Atelier 5 – Définir le traitement du risque
Objectif
L’atelier 5 conclut la démarche en définissant comment traiter les scénarios de risque prioritaires.
Il s’agit de choisir les mesures de sécurité les plus adaptées, selon les principes :
- D’efficacité ;
- De proportionnalité ;
- De résilience ;
- De conformité réglementaire.
Le plan de traitement doit être documenté, validé et suivi par la gouvernance.
Étapes
- Regrouper les scénarios similaires.
- Identifier les mesures existantes.
- Déterminer les écarts par rapport aux bonnes pratiques et aux référentiels.
- Proposer des mesures supplémentaires.
- Élaborer un plan de traitement priorisé.
Options de traitement du risque
| Option | Description | Exemple |
|---|---|---|
| Réduction | Mettre en place des mesures techniques ou organisationnelles pour réduire la probabilité ou l’impact | Déploiement du MFA, segmentation réseau, EDR |
| Transfert | Déléguer tout ou partie du risque à un tiers (contractuel ou assurance) | Assurance cyber, clauses contractuelles avec un prestataire |
| Acceptation | Tolérer le risque résiduel car il est jugé acceptable au regard du coût ou de la stratégie | Accepter un faible risque de phishing car impact limité |
| Évitement | Supprimer l’activité ou le périmètre à risque | Abandon d’un service non critique trop vulnérable |
Info
Chaque scénario doit être associé à une option de traitement justifiée et validée. Ne pas documenter ce choix est une non‑conformité fréquente en audit.
Typologie des mesures de sécurité
| Type | Exemple |
|---|---|
| Préventive | MFA, segmentation réseau |
| Détective | IDS, journalisation centralisée |
| Corrective | Sauvegardes, PRA |
| Dissuasive | Charte d’usage, clauses contractuelles |
Une bonne stratégie combine plusieurs types de mesures réparties sur l’ensemble de la chaîne d’attaque.
Lien avec ISO/IEC 27001 – Annexe A
L’ISO/IEC 27001 (2022) propose 93 mesures de sécurité regroupées en 4 thèmes.
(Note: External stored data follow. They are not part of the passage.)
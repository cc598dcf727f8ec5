//! HTTP surface of the mock backend.

use crate::state::{MockState, Rejection};
use axum::extract::{Path, Query, State};
use axum::http::StatusCode;
use axum::response::{IntoResponse, Response};
use axum::routing::{get, post};
use axum::{Json, Router};
use ledgerwatch_core::model::RegisterCompany;
use serde_json::json;
use std::collections::HashMap;
use std::sync::{Arc, Mutex};
use tracing::info;

pub type SharedState = Arc<Mutex<MockState>>;

pub fn router(state: SharedState) -> Router {
    Router::new()
        .route("/companies", get(list_companies).post(register_company))
        .route("/companies/:id/full_info", get(full_info))
        .route("/companies/:id/amm_info", get(amm_info))
        .route("/companies/:id/check_stakeholders", post(check_stakeholders))
        .route("/companies/:id/check_and_distribute", post(check_and_distribute))
        .route("/matching/all", get(matching_all))
        .route("/matching/investor/:id", get(investor_matches))
        .with_state(state)
}

fn reject(rejection: Rejection) -> Response {
    let status =
        StatusCode::from_u16(rejection.status).unwrap_or(StatusCode::INTERNAL_SERVER_ERROR);
    (status, Json(json!({ "message": rejection.message }))).into_response()
}

async fn list_companies(State(state): State<SharedState>) -> Response {
    let state = state.lock().expect("mock state poisoned");
    Json(state.opportunities()).into_response()
}

async fn register_company(
    State(state): State<SharedState>,
    Json(request): Json<RegisterCompany>,
) -> Response {
    let mut state = state.lock().expect("mock state poisoned");
    match state.register(&request) {
        Ok(receipt) => {
            info!(company_id = %receipt.company_id, name = %request.name, "company registered");
            Json(receipt).into_response()
        }
        Err(rejection) => {
            // The registration route reports validation problems under
            // "error", matching the contract the form consumes.
            let status =
                StatusCode::from_u16(rejection.status).unwrap_or(StatusCode::BAD_REQUEST);
            (status, Json(json!({ "error": rejection.message }))).into_response()
        }
    }
}

async fn full_info(State(state): State<SharedState>, Path(id): Path<String>) -> Response {
    let state = state.lock().expect("mock state poisoned");
    match state.full_info(&id) {
        Ok(info) => Json(info).into_response(),
        Err(rejection) => reject(rejection),
    }
}

async fn amm_info(
    State(state): State<SharedState>,
    Path(id): Path<String>,
    Query(params): Query<HashMap<String, String>>,
) -> Response {
    let state = state.lock().expect("mock state poisoned");
    let account = params.get("account").map(String::as_str).filter(|a| !a.is_empty());
    match state.amm_info(&id, account) {
        Ok(info) => Json(json!({ "amm_info": info })).into_response(),
        Err(rejection) => reject(rejection),
    }
}

async fn check_stakeholders(State(state): State<SharedState>, Path(id): Path<String>) -> Response {
    let mut state = state.lock().expect("mock state poisoned");
    match state.check_stakeholders(&id) {
        Ok(receipt) => {
            info!(company_id = %id, "stakeholder check");
            Json(receipt).into_response()
        }
        Err(rejection) => reject(rejection),
    }
}

async fn check_and_distribute(
    State(state): State<SharedState>,
    Path(id): Path<String>,
) -> Response {
    let mut state = state.lock().expect("mock state poisoned");
    match state.check_and_distribute(&id) {
        Ok(receipt) => {
            info!(company_id = %id, shareholders = receipt.distribution.len(), "distributed");
            Json(receipt).into_response()
        }
        Err(rejection) => {
            info!(company_id = %id, message = %rejection.message, "distribution rejected");
            reject(rejection)
        }
    }
}

async fn matching_all(State(state): State<SharedState>) -> Response {
    let state = state.lock().expect("mock state poisoned");
    Json(json!({ "investors": state.investors() })).into_response()
}

async fn investor_matches(State(state): State<SharedState>, Path(id): Path<String>) -> Response {
    let state = state.lock().expect("mock state poisoned");
    match state.investor_matches(&id) {
        Ok(matches) => {
            let count = matches.len();
            Json(json!({ "matches": matches, "count": count })).into_response()
        }
        Err(rejection) => reject(rejection),
    }
}
//! Per-page state machines and form validation.

use crate::app::LoadState;
use crate::pages::amm::AmmPage;
use crate::pages::company::{CompanyPage, CompanyTab};
use crate::pages::marketplace::MarketplacePage;
use crate::pages::matching::MatchingPage;
use crate::pages::register::RegisterPage;
use crate::pages::trade::TradePage;
use ledgerwatch_core::model::{
    AmmInfo, AmmPool, AssetAmount, Company, CompanyFullInfo, CompanyState, CompanyStats, Investor,
    Opportunity, Stakeholder,
};

fn stakeholder(paid: bool, trustline: bool) -> Stakeholder {
    Stakeholder {
        wallet_address: "rDrr8Lh4hgPu8yqrJ7x7ZMW74HzJvKsNS7".to_string(),
        required_rlusd: 2_500_000.0,
        has_paid: paid,
        has_trustline: trustline,
        tokens_distributed: false,
        status: None,
    }
}

fn full_info(state: CompanyState, stakeholders: Vec<Stakeholder>) -> CompanyFullInfo {
    CompanyFullInfo {
        company: Company {
            id: "1".to_string(),
            name: "TechVenture Inc.".to_string(),
            symbol: "TECH".to_string(),
            total_supply: 10_000_000.0,
            total_valuation_usd: 12_500_000.0,
            liquidity_percent: 15.0,
            issuing_address: "rHb9CJAWyB4rj91VRWn96DkukG4bwdtyTh".to_string(),
            state,
        },
        stats: CompanyStats {
            price_per_token_usd: 1.25,
            market_cap_usd: 12_500_000.0,
            liquidity_usd: 1_875_000.0,
            liquidity_token_amount: 1_500_000.0,
        },
        stakeholders,
        token_holders: vec![],
        amm_info: None,
    }
}

fn amm_info() -> AmmInfo {
    AmmInfo {
        amm: AmmPool {
            account: "rAmmPoolAccountXXXXXXXXXXXXXXXXXXX".to_string(),
            amount: AssetAmount {
                currency: "TECH".to_string(),
                issuer: Some("rHb9CJAWyB4rj91VRWn96DkukG4bwdtyTh".to_string()),
                value: "1500000".to_string(),
            },
            amount2: AssetAmount {
                currency: "524C555344000000000000000000000000000000".to_string(),
                issuer: Some("rMxCKbgjk7KcZRMzdZ5FoGHdJNSWzfhB2r".to_string()),
                value: "1875000".to_string(),
            },
            trading_fee: 500,
            asset_frozen: None,
            asset2_frozen: None,
            auction_slot: None,
            lp_token: None,
            vote_slots: vec![],
        },
        ledger_current_index: Some(1234),
        validated: Some(true),
    }
}

// ---- company page ----

#[test]
fn test_company_default_tab_follows_state() {
    let mut page = CompanyPage::default();
    page.open("1".to_string());
    page.apply_info(full_info(CompanyState::WaitingFunds, vec![stakeholder(true, true)]));
    assert_eq!(page.tab, CompanyTab::Stakeholders);

    page.apply_info(full_info(CompanyState::Distributed, vec![]));
    assert_eq!(page.tab, CompanyTab::Overview);
}

#[test]
fn test_company_tab_cycles() {
    let mut page = CompanyPage::default();
    assert_eq!(page.tab, CompanyTab::Stakeholders);
    page.next_tab();
    assert_eq!(page.tab, CompanyTab::Overview);
    page.next_tab();
    assert_eq!(page.tab, CompanyTab::Holdings);
    page.next_tab();
    assert_eq!(page.tab, CompanyTab::Stakeholders);
}

#[test]
fn test_distribute_requires_all_ready() {
    let mut page = CompanyPage::default();
    page.open("1".to_string());

    page.apply_info(full_info(
        CompanyState::WaitingFunds,
        vec![stakeholder(true, true), stakeholder(true, false)],
    ));
    assert!(!page.distribute_enabled());

    page.apply_info(full_info(
        CompanyState::WaitingFunds,
        vec![stakeholder(true, true), stakeholder(true, true)],
    ));
    assert!(page.distribute_enabled());
}

#[test]
fn test_distribute_disabled_without_stakeholders() {
    let mut page = CompanyPage::default();
    page.apply_info(full_info(CompanyState::WaitingFunds, vec![]));
    assert!(!page.distribute_enabled());
}

#[test]
fn test_distribute_disabled_while_in_flight_or_done() {
    let mut page = CompanyPage::default();
    page.apply_info(full_info(CompanyState::WaitingFunds, vec![stakeholder(true, true)]));
    page.distributing = true;
    assert!(!page.distribute_enabled());
    page.distributing = false;

    page.apply_info(full_info(CompanyState::Distributed, vec![stakeholder(true, true)]));
    assert!(!page.distribute_enabled());
}

#[test]
fn test_company_selection_clamps() {
    let mut page = CompanyPage::default();
    page.apply_info(full_info(
        CompanyState::WaitingFunds,
        vec![stakeholder(false, false), stakeholder(true, true)],
    ));
    page.move_selection(-5);
    assert_eq!(page.selected, 0);
    page.move_selection(10);
    assert_eq!(page.selected, 1);
}

// ---- trade page ----

#[test]
fn test_trade_unavailable_until_distributed() {
    let mut page = TradePage::default();
    page.open("1".to_string());
    page.apply_info(full_info(CompanyState::WaitingFunds, vec![stakeholder(true, true)]));
    assert!(page.snapshot.is_none());
    page.quantity = "100".to_string();
    let err = page.submit_order().unwrap_err();
    assert!(err.contains("not available"));
}

#[test]
fn test_trade_seeds_from_server_price() {
    let mut page = TradePage::default();
    page.open("2".to_string());
    page.apply_info(full_info(CompanyState::Distributed, vec![]));
    assert!(page.snapshot.is_some());
    assert_eq!(page.price, "1.25");
}

#[test]
fn test_trade_submit_validates_quantity() {
    let mut page = TradePage::default();
    page.open("2".to_string());
    page.apply_info(full_info(CompanyState::Distributed, vec![]));

    page.quantity = "abc".to_string();
    assert_eq!(page.submit_order(), Err("Enter a numeric quantity".to_string()));

    page.quantity = "0".to_string();
    assert!(page.submit_order().is_err());

    page.quantity = "250".to_string();
    let confirmation = page.submit_order().unwrap();
    assert!(confirmation.contains("TECH"));
    assert!(confirmation.contains("demo"));
    // Quantity resets for the next ticket.
    assert!(page.quantity.is_empty());
}

// ---- amm page ----

#[test]
fn test_amm_account_override_trims() {
    let mut page = AmmPage::default();
    assert_eq!(page.account_override(), None);
    page.account_input = "   ".to_string();
    assert_eq!(page.account_override(), None);
    page.account_input = " rJRi8WW24gt9X85PHAxfWNPCizMMhqUQwg ".to_string();
    assert_eq!(
        page.account_override().as_deref(),
        Some("rJRi8WW24gt9X85PHAxfWNPCizMMhqUQwg")
    );
}

#[test]
fn test_amm_absent_pool_reads_as_error() {
    let mut page = AmmPage::default();
    page.open("1".to_string(), None);
    page.apply_full_info(full_info(CompanyState::WaitingFunds, vec![]));
    assert!(page.info.error().unwrap().contains("No AMM pool"));
    assert_eq!(page.symbol.as_deref(), Some("TECH"));
}

#[test]
fn test_amm_present_pool_loads() {
    let mut page = AmmPage::default();
    page.open("2".to_string(), Some("TECH".to_string()));
    let mut info = full_info(CompanyState::Distributed, vec![]);
    info.amm_info = Some(amm_info());
    page.apply_full_info(info);
    assert!(page.info.as_loaded().is_some());
}

// ---- marketplace page ----

#[test]
fn test_marketplace_selection_and_id() {
    let mut page = MarketplacePage::default();
    assert_eq!(page.selected_id(), None);
    page.apply(vec![
        Opportunity {
            id: "1".to_string(),
            name: "TechVenture Inc.".to_string(),
            symbol: "TECH".to_string(),
            description: "AI".to_string(),
            valuation: 12_500_000.0,
            token_supply: 10_000_000.0,
            liquidity_percent: 15.0,
        },
        Opportunity {
            id: "2".to_string(),
            name: "GreenEnergy Corp.".to_string(),
            symbol: "GREEN".to_string(),
            description: "Solar".to_string(),
            valuation: 8_000_000.0,
            token_supply: 5_000_000.0,
            liquidity_percent: 20.0,
        },
    ]);
    page.move_selection(1);
    assert_eq!(page.selected_id().as_deref(), Some("2"));
    page.move_selection(5);
    assert_eq!(page.selected_id().as_deref(), Some("2"));
}

#[test]
fn test_marketplace_shrinking_list_clamps_selection() {
    let mut page = MarketplacePage::default();
    page.selected = 4;
    page.apply(vec![Opportunity {
        id: "1".to_string(),
        name: "Solo".to_string(),
        symbol: "SOLO".to_string(),
        description: String::new(),
        valuation: 1.0,
        token_supply: 1.0,
        liquidity_percent: 100.0,
    }]);
    assert_eq!(page.selected, 0);
}

// ---- matching page ----

fn investor(id: &str) -> Investor {
    Investor {
        id: id.to_string(),
        name: format!("Investor {id}"),
        investor_type: "VC".to_string(),
        preferred_industries: vec!["Technology".to_string()],
        preferred_stages: vec![],
        preferred_locations: vec![],
        min_investment_usd: 100_000.0,
        max_investment_usd: 5_000_000.0,
        profile_summary: String::new(),
        preferred_founder_types: vec![],
    }
}

#[test]
fn test_matching_selection_invalidates_matches() {
    let mut page = MatchingPage::default();
    page.apply_investors(vec![investor("inv-1"), investor("inv-2")]);
    page.matches = LoadState::Loaded(vec![]);

    page.move_selection(1);
    assert!(matches!(page.matches, LoadState::NotLoaded));
    assert_eq!(page.selected_investor_id().as_deref(), Some("inv-2"));

    // Clamped moves that land on the same investor keep the matches.
    page.matches = LoadState::Loaded(vec![]);
    page.move_selection(1);
    assert!(matches!(page.matches, LoadState::Loaded(_)));
}

// ---- register page ----

fn filled_form() -> RegisterPage {
    let mut page = RegisterPage::default();
    page.name = "MyStartup Inc.".to_string();
    page.symbol = "MYST".to_string();
    page.supply = "1000000".to_string();
    page.valuation = "5000000".to_string();
    page.liquidity = "10".to_string();
    page.shareholders[0].wallet = "rDrr8Lh4hgPu8yqrJ7x7ZMW74HzJvKsNS7".to_string();
    page.shareholders[0].percent = "90".to_string();
    page
}

#[test]
fn test_register_valid_form_passes() {
    let page = filled_form();
    let request = page.validate().unwrap();
    assert_eq!(request.symbol, "MYST");
    assert_eq!(request.shareholders.len(), 1);
    assert!((request.total_percent() - 100.0).abs() < 0.01);
}

#[test]
fn test_register_requires_name_and_symbol() {
    let mut page = filled_form();
    page.name.clear();
    assert!(page.validate().unwrap_err().contains("required"));
}

#[test]
fn test_register_symbol_length_limit() {
    let mut page = filled_form();
    page.symbol = "WAYTOOLONGSYM".to_string();
    assert!(page.validate().unwrap_err().contains("10 characters"));
}

#[test]
fn test_register_rejects_short_wallet() {
    let mut page = filled_form();
    page.shareholders[0].wallet = "rShort".to_string();
    assert!(page.validate().unwrap_err().contains("invalid"));
}

#[test]
fn test_register_rejects_bad_total() {
    let mut page = filled_form();
    page.shareholders[0].percent = "50".to_string();
    let err = page.validate().unwrap_err();
    assert!(err.contains("total 100"));
}

#[test]
fn test_register_skips_blank_rows() {
    let mut page = filled_form();
    page.add_shareholder();
    let request = page.validate().unwrap();
    assert_eq!(request.shareholders.len(), 1);
}

#[test]
fn test_register_symbol_uppercased() {
    let mut page = filled_form();
    page.symbol = "myst".to_string();
    assert_eq!(page.validate().unwrap().symbol, "MYST");
}

#[test]
fn test_register_focus_cycles_through_shareholders() {
    let mut page = RegisterPage::default();
    for _ in 0..7 {
        page.focus_next();
    }
    // 5 scalar fields + wallet + percent of the single row wraps to the top.
    assert_eq!(page.focus, crate::pages::register::Focus::Name);
    page.focus_prev();
    assert_eq!(page.focus, crate::pages::register::Focus::ShareholderPercent(0));
}

#[test]
fn test_register_keeps_at_least_one_row() {
    let mut page = RegisterPage::default();
    page.remove_shareholder();
    assert_eq!(page.shareholders.len(), 1);
    page.add_shareholder();
    assert_eq!(page.shareholders.len(), 2);
    page.remove_shareholder();
    assert_eq!(page.shareholders.len(), 1);
}

#[test]
fn test_register_live_total_tracks_edits() {
    let mut page = filled_form();
    assert!((page.total_percent() - 100.0).abs() < 0.01);
    page.shareholders[0].percent = "not a number".to_string();
    assert!((page.total_percent() - 10.0).abs() < 0.01);
}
Elles servent de boîte à outils pour traiter les risques identifiés.
Correspondance traitement ↔ mesures ISO 27001 Annexe A
| Option de traitement | Exemples de mesures ISO 27001 (Annexe A) |
|---|---|
| Réduction | A.5.15 Contrôles d’accès, A.8.23 Gestion des vulnérabilités techniques, A.5.7 Sécurité des réseaux |
| Transfert | A.5.19 Sécurité dans les relations avec les fournisseurs, A.5.20 Accord de traitement externalisé |
| Acceptation | Gouvernance du risque : justification documentée dans A.5.1 Politique de sécurité et A.5.2 Objectifs sécurité |
| Évitement | A.5.10 Suppression d’actifs non utilisés, A.5.18 Cycle de vie des informations |
Tip
Lors des audits ISO 27001, les examinateurs vérifient que chaque risque résiduel est couvert par une mesure documentée ou par une justification d’acceptation explicite.
Analyse des écarts
Comparer les scénarios à :
- L’état actuel de la sécurité.
- Les référentiels (ISO 27001, ANSSI, guides sectoriels).
- Les capacités réelles de l’organisation.
Preuves d’audit attendues
- Plan de traitement formalisé et validé par la direction.
- Liste des mesures ISO 27001 retenues et justificatifs associés.
- Écarts documentés et arbitrages consignés.
- Justification claire pour chaque risque accepté ou transféré.
Cas pratiques & retours d’expérience
- Banque : après analyse d’un scénario de fraude SWIFT, option = réduction (segmentation + surveillance des transactions) et transfert (assurance fraude).
- Santé : ransomware sur hôpital → réduction (sauvegarde hors ligne) + évitement (abandon d’un logiciel obsolète non maintenu).
- Industrie : risque sabotage OT → réduction (contrôles d’accès physiques et segmentation IT/OT) + acceptation d’un faible risque résiduel documenté.
Objectifs pédagogiques
À l’issue de l’atelier 5, l’apprenant est capable de :
- Identifier et appliquer les quatre options de traitement des risques.
- Lier chaque option à des mesures ISO 27001 Annexe A pertinentes.
- Documenter un plan de traitement clair et auditable.
- Justifier les risques acceptés auprès de la gouvernance et des auditeurs.
Checklist RSSI – Atelier 5
- Associer chaque scénario critique à une option de traitement (réduction, transfert, acceptation, évitement).
- Vérifier la cohérence avec ISO 27001 Annexe A.
- Formaliser un plan de traitement priorisé avec jalons et responsables.
- Documenter les écarts et arbitrages.
- Obtenir validation COMEX/DSI sur les choix effectués.